No obstante, dentro de esta historia de ausencia hay felices paradojas. Por ejemplo, el realizador cubano Luis Felipe Bernaza, gracias a que su esposa, de nacionalidad estadounidense, asumió la producción, sí pudo realizar Estado del tiempo, un mediometraje documental sobre la crisis de los balseros de 1994. Y ya que el mayor lamento es la carencia de no ficción de corte social, resulta que en pleno 1993 nacía en la Sierra Maestra la Televisión Serrana, uno de los proyectos de creación documental más singulares de la historia del audiovisual cubano.
Además, la Asociación Hermanos Saíz de entonces apoyó diversos proyectos. Bajo su custodia, por ejemplo, se sostenía en Camagüey el concurso audiovisual El Almacén de la Imagen, donde en 1995 el corto El viaje, de Gustavo Pérez, anunciaba lo que más adelante sería la producción independiente.
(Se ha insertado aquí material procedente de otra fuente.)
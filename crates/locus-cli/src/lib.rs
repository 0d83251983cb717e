//! Locus CLI library
//!
//! Command definitions, configuration and handlers behind the `locus`
//! binary.

#![warn(missing_docs)]
#![warn(clippy::all)]
#![warn(clippy::pedantic)]
#![warn(clippy::nursery)]
#![allow(clippy::module_name_repetitions)]
#![allow(clippy::missing_errors_doc)]

mod commands;
mod config;
mod error;
pub mod handlers;
mod logging;
mod output;

pub use commands::{
    CandidatesArgs, CheckSyntaxArgs, Cli, ColorArg, Commands, ConfigArgs, FormatArg, VerifyArgs,
};
pub use config::{CliConfig, ColorChoice, Verbosity};
pub use error::{CliError, CliResult};
pub use logging::init_tracing;
pub use output::{OutputFormat, Reporter};
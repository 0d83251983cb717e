//! Locus CLI: locator candidates and self-correcting verification
//!
//! ## Usage
//!
//! ```bash
//! locus candidates --elements elements.json          # Rank locators per element
//! locus verify -a test_login.py -r refs.json -e elements.json
//! locus check-syntax --artifact test_login.py
//! locus config                                       # Effective resolver settings
//! ```

use clap::Parser;
use locus_cli::{handlers, init_tracing, Cli, CliConfig, CliResult, ColorChoice, Commands, Verbosity};
use std::process::ExitCode;

fn main() -> ExitCode {
    match run() {
        Ok(()) => ExitCode::SUCCESS,
        Err(e) => {
            eprintln!("Error: {e}");
            ExitCode::FAILURE
        }
    }
}

fn run() -> CliResult<()> {
    let cli = Cli::parse();

    let config = build_config(&cli);
    init_tracing(&config)?;

    match cli.command {
        Commands::Candidates(args) => handlers::execute_candidates(&config, &args),
        Commands::Verify(args) => handlers::execute_verify(&config, &args),
        Commands::CheckSyntax(args) => handlers::execute_check_syntax(&config, &args),
        Commands::Config(args) => handlers::execute_config(&config, &args),
    }
}

fn build_config(cli: &Cli) -> CliConfig {
    let color: ColorChoice = cli.color.clone().into();
    CliConfig::new()
        .with_verbosity(Verbosity::from_flags(cli.verbose, cli.quiet))
        .with_color(color)
        .with_log_json(cli.log_json)
}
El Movimiento Nacional de Video, en sus muestras anuales, ponía en evidencia ciertas voces dispersas.
Sin embargo, si hubiera que buscar la memoria documental del Periodo Especial, habrá que remitirse a la producción de la Escuela Internacional de Cine y Televisión de San Antonio de los Baños. Sobre todo en la obra de sus estudiantes extranjeros, aparecen rasgos de la sociedad cubana traumatizada por la crisis que escapaban a la propia atención de los locales.
Porque en ese tiempo, como bien recuerda Juan Carlos Cremata, “La posibilidad de tomar una cámara podía ser incluso hasta peligrosa; los medios estaban centralizados.” (p. 23) Y según Gustavo Pérez, quien ha trabajado y dirigido buena parte de su obra como realizador de TV Camagüey: “Para lograr la aprobación de los cortos documentales, tenía que engañar a la producción del telecentro. (…) Estaban (los temas arriesgados) fuera de la institucionalidad, pero cuando filmabas este tipo de problemáticas, te encontrabas expuesto a que la institución represiva, la policía, pudiera tomarte preso. Muchas veces me vi enrolado en ese tipo de situaciones. Había que ser valiente”. (pp. 46-55).
En La zozobra en el ojo del huracán, muchos de los entrevisados reconocen que la llegada de la tecnología digital y la aparición de la producción audiovisual independiente han significado vida nueva para la no ficción cubana. A pesar de la relativa recuperación de la dinámica productiva del ICAIC, no ha sido el documental una zona privilegiada en su cartera de proyectos. Porque al poder le siguen incomodando las imágenes e historias reales que no le devuelven una sensación de seguridad y complacencia, el documental cubano actual es una tarea difícil e ineludible.
Al documental cubano todavía le queda camino por andar y espacios por recuperar. Gracias, Dean Luis.